The zoo has over 1,500 different cactus species and other succulents as well as other plants throughout five different greenhouses, listed in order of arrangement along the pathway:

- Mexico Greenhouse – the largest of the five, contains over 150 different cacti species from Mexico and other nearby regions of North America
- Madagascar Greenhouse – contains plants such as aloe and other succulents from Madagascar
- Forest Cacti Greenhouse – contains cacti species from jungle regions
- South America Greenhouse – contains cacti species from South America
- Africa Greenhouse – contains succulent species and other plants from Africa as well as the dragon blood tree from Socotra, Yemen

At the end of the greenhouses is a garden where visitors can purchase pots and pick cacti and other succulents.

==Amenities==
The zoo has five restaurants—Bell Station, Café Sherry, Chao, Gibbontei (Forest Animal Restaurant), and Hanamasubi—and the Animal Mart gift shop.

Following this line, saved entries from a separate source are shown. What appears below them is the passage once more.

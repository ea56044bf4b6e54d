pub const BUSINESS_NAME: &str = "FY'S PROPERTY";

pub const LIVENESS_BODY: &str = "FY'S PROPERTY WhatsApp Bot is running.";

pub const WHATSAPP_MESSAGING_PRODUCT: &str = "whatsapp";
pub const WHATSAPP_RECIPIENT_TYPE: &str = "individual";
pub const WHATSAPP_SIGNATURE_HEADER: &str = "X-Hub-Signature-256";

/// Provider caps for interactive messages
pub const MAX_REPLY_BUTTONS: usize = 3;
pub const MAX_LIST_ROWS: usize = 10;

pub const MENU_TEXT: &str = "Welcome to FY'S PROPERTY!\n\
Please reply with the number of the option you need:\n\
1. View property listings\n\
2. Buy a property\n\
3. Sell a property\n\
4. Talk to an agent\n\
5. FAQs";

pub const LISTINGS_TEXT: &str = "Here are our latest property listings:\n\
- 3 bedroom house, Westlands\n\
- 2 bedroom apartment, Kilimani\n\
- Commercial plot, Karen\n\
Reply \"2\" if you would like to buy one of them, or type \"menu\" to go back.";

pub const BUY_TEXT: &str = "To buy a property, please send us:\n\
- Your preferred location\n\
- Your budget\n\
- The type of property you are looking for\n\
An agent will contact you with matching options.";

pub const SELL_TEXT: &str = "To sell your property, please send us:\n\
- The property location\n\
- The property type and size\n\
- Your asking price\n\
An agent will contact you to schedule a valuation.";

pub const AGENT_TEXT: &str = "Your message has been forwarded to our admin. \
One of our agents will get back to you shortly.";

pub const FAQS_TEXT: &str = "Frequently asked questions:\n\
Q: What are your office hours?\n\
A: Monday to Saturday, 8am to 6pm.\n\
Q: Do you charge a viewing fee?\n\
A: No, viewings are free of charge.\n\
Q: Can you help with title deed searches?\n\
A: Yes, our agents assist with all the paperwork.";

pub const FALLBACK_TEXT: &str = "Sorry, I didn't understand that. Type \"menu\" to see options.";

pub const MENU_BUTTONS_BODY: &str = "Hello! How can FY'S PROPERTY help you today?";

pub const MENU_LIST_HEADER: &str = "FY'S PROPERTY";
pub const MENU_LIST_BODY: &str = "Choose one of the options below.";
pub const MENU_LIST_FOOTER: &str = "You can also reply with the option number.";
pub const MENU_LIST_BUTTON_LABEL: &str = "View options";
pub const MENU_LIST_SECTION_TITLE: &str = "Services";

/// `(id, title)` pairs shown in interactive menus, in display order
pub const MENU_ENTRIES: [(&str, &str); 5] = [
    ("option1", "View listings"),
    ("option2", "Buy a property"),
    ("option3", "Sell a property"),
    ("option4", "Talk to an agent"),
    ("option5", "FAQs"),
];
//! Webhook handlers for external integrations
//!
//! ## Modules
//!
//! - [`whatsapp`] - Inbound customer messages relayed from WhatsApp, and
//!   everything the bot sends back through the WhatsApp Cloud API

pub mod routes;
pub mod whatsapp;
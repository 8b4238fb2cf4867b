use log::{debug, trace};
use petgraph::graph::NodeIndex;

use super::{AStarOptions, state::FrontierEntry, state::SearchState};
use crate::{DistanceMetric, Error, IntersectionId, Length, RoadNetwork, routing::Route};

/// Shortest route between two intersections.
///
/// Runs A* with the straight-line distance to `target` as heuristic.
/// Segments of one-way roads are never travelled from their end to their start.
///
/// Returns `Ok(None)` when `target` cannot be reached from `start`, or when
/// the search gave up after [`AStarOptions::max_expansions`] expansions.
///
/// # Errors
///
/// Returns [`Error::UnknownIntersection`] if either endpoint is not part of
/// the network. No search is attempted in that case.
pub fn find_route<M: DistanceMetric + ?Sized>(
    network: &RoadNetwork,
    start: IntersectionId,
    target: IntersectionId,
    metric: &M,
    options: &AStarOptions,
) -> Result<Option<Route>, Error> {
    let start_node = network.require_node(start)?;
    let target_node = network.require_node(target)?;

    let Some((length, state)) = astar(network, start_node, target_node, metric, options) else {
        return Ok(None);
    };

    let (nodes, segments) = state.trace_back(start_node, target_node);
    let intersections = nodes.into_iter().map(|node| network.id_of(node)).collect();

    Ok(Some(Route {
        start,
        target,
        segments,
        intersections,
        length,
    }))
}

/// Length of the shortest route, without building the route itself
pub(crate) fn shortest_length<M: DistanceMetric + ?Sized>(
    network: &RoadNetwork,
    start: NodeIndex,
    target: NodeIndex,
    metric: &M,
    options: &AStarOptions,
) -> Option<Length> {
    astar(network, start, target, metric, options).map(|(length, _)| length)
}

fn astar<M: DistanceMetric + ?Sized>(
    network: &RoadNetwork,
    start: NodeIndex,
    target: NodeIndex,
    metric: &M,
    options: &AStarOptions,
) -> Option<(Length, SearchState)> {
    let goal = network.graph[target].geometry;
    let estimate = |node: NodeIndex| metric.distance(network.graph[node].geometry, goal);

    let mut state = SearchState::new(network.intersection_count());
    state.frontier.push(FrontierEntry {
        priority: estimate(start),
        cost: 0.0,
        node: start,
        id: network.id_of(start),
        via: None,
    });

    while let Some(entry) = state.frontier.pop() {
        // Stale duplicate of an already settled intersection
        if state.is_finalized(entry.node) {
            continue;
        }
        state.finalized.insert(entry.node.index());
        if let Some(via) = entry.via {
            state.predecessors.insert(entry.node, via);
        }

        if entry.node == target {
            debug!(
                "Route {} -> {} found: length {:.3} after {} expansions",
                network.id_of(start),
                entry.id,
                entry.cost,
                state.expansions
            );
            return Some((entry.cost, state));
        }

        state.expansions += 1;
        if let Some(max) = options.max_expansions {
            if state.expansions > max {
                debug!(
                    "Search {} -> {} abandoned after {max} expansions",
                    network.id_of(start),
                    network.id_of(target)
                );
                return None;
            }
        }
        trace!("Expanding {} at g={:.3}", entry.id, entry.cost);

        for (edge, segment, next) in network.outgoing(entry.node) {
            if state.is_finalized(next) {
                continue;
            }
            let cost = entry.cost + segment.length;
            state.frontier.push(FrontierEntry {
                priority: cost + estimate(next),
                cost,
                node: next,
                id: network.id_of(next),
                via: Some((entry.node, edge)),
            });
        }
    }

    debug!(
        "No route {} -> {}: frontier exhausted after {} expansions",
        network.id_of(start),
        network.id_of(target),
        state.expansions
    );
    None
}
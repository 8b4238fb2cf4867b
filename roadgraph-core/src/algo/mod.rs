//! Connectivity analysis of the road network

pub mod cut_vertices;
//! Road network graph engine.
//!
//! Holds an immutable road network (intersections, road segments and named
//! roads) and answers two kinds of queries over it: shortest routes between
//! intersections with A* search, and cut vertices (articulation points)
//! of the undirected network.

pub mod algo;
mod error;
pub mod loading;
pub mod model;
pub mod prelude;
pub mod routing;

pub use error::Error;

/// Stable identifier of an intersection, assigned by the data source
pub type IntersectionId = u32;
/// Stable identifier of a road, assigned by the data source
pub type RoadId = u32;
/// Distance along the network, in the units of the segment lengths
pub type Length = f64;

pub use algo::cut_vertices::{AllCutVertices, CutVertexScan, find_all_cut_vertices, find_cut_vertices};
pub use loading::{RoadNetworkBuilder, validate_metric_admissibility};
pub use model::{
    DistanceMetric, GreatCircle, Intersection, Planar, Road, RoadNetwork, RoadSegment,
};
pub use routing::{AStarOptions, RoadLeg, Route, RouteSummary, find_route, route_length_matrix};
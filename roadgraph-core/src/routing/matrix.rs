use petgraph::graph::NodeIndex;
use rayon::prelude::*;

use super::{AStarOptions, astar::shortest_length};
use crate::{DistanceMetric, Error, IntersectionId, Length, RoadNetwork};

/// Shortest route lengths from every origin to every destination.
///
/// Rows follow `origins`, columns follow `destinations`; an entry is `None`
/// when the destination is unreachable (or the search hit its expansion
/// limit). Origins are processed in parallel, each search keeps its own
/// scratch state.
///
/// # Errors
///
/// Returns [`Error::UnknownIntersection`] for the first id that is not part
/// of the network.
pub fn route_length_matrix<M: DistanceMetric + ?Sized>(
    network: &RoadNetwork,
    origins: &[IntersectionId],
    destinations: &[IntersectionId],
    metric: &M,
    options: &AStarOptions,
) -> Result<Vec<Vec<Option<Length>>>, Error> {
    let origins = resolve(network, origins)?;
    let destinations = resolve(network, destinations)?;

    let matrix = origins
        .par_iter()
        .map(|&origin| {
            destinations
                .iter()
                .map(|&destination| shortest_length(network, origin, destination, metric, options))
                .collect::<Vec<_>>()
        })
        .collect::<Vec<_>>();

    Ok(matrix)
}

fn resolve(network: &RoadNetwork, ids: &[IntersectionId]) -> Result<Vec<NodeIndex>, Error> {
    ids.iter().map(|&id| network.require_node(id)).collect()
}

===Forest Animal Restaurant===
Gibbontei, also called the Forest Animal Restaurant, is the zoo's main restaurant. It serves meals such as a capybara-shaped hamburger and a cactus-shaped curry made from the plant itself. In 2020 during the COVID-19 pandemic, the restaurant famously used large plush capybaras to encourage social distancing inside the restaurant.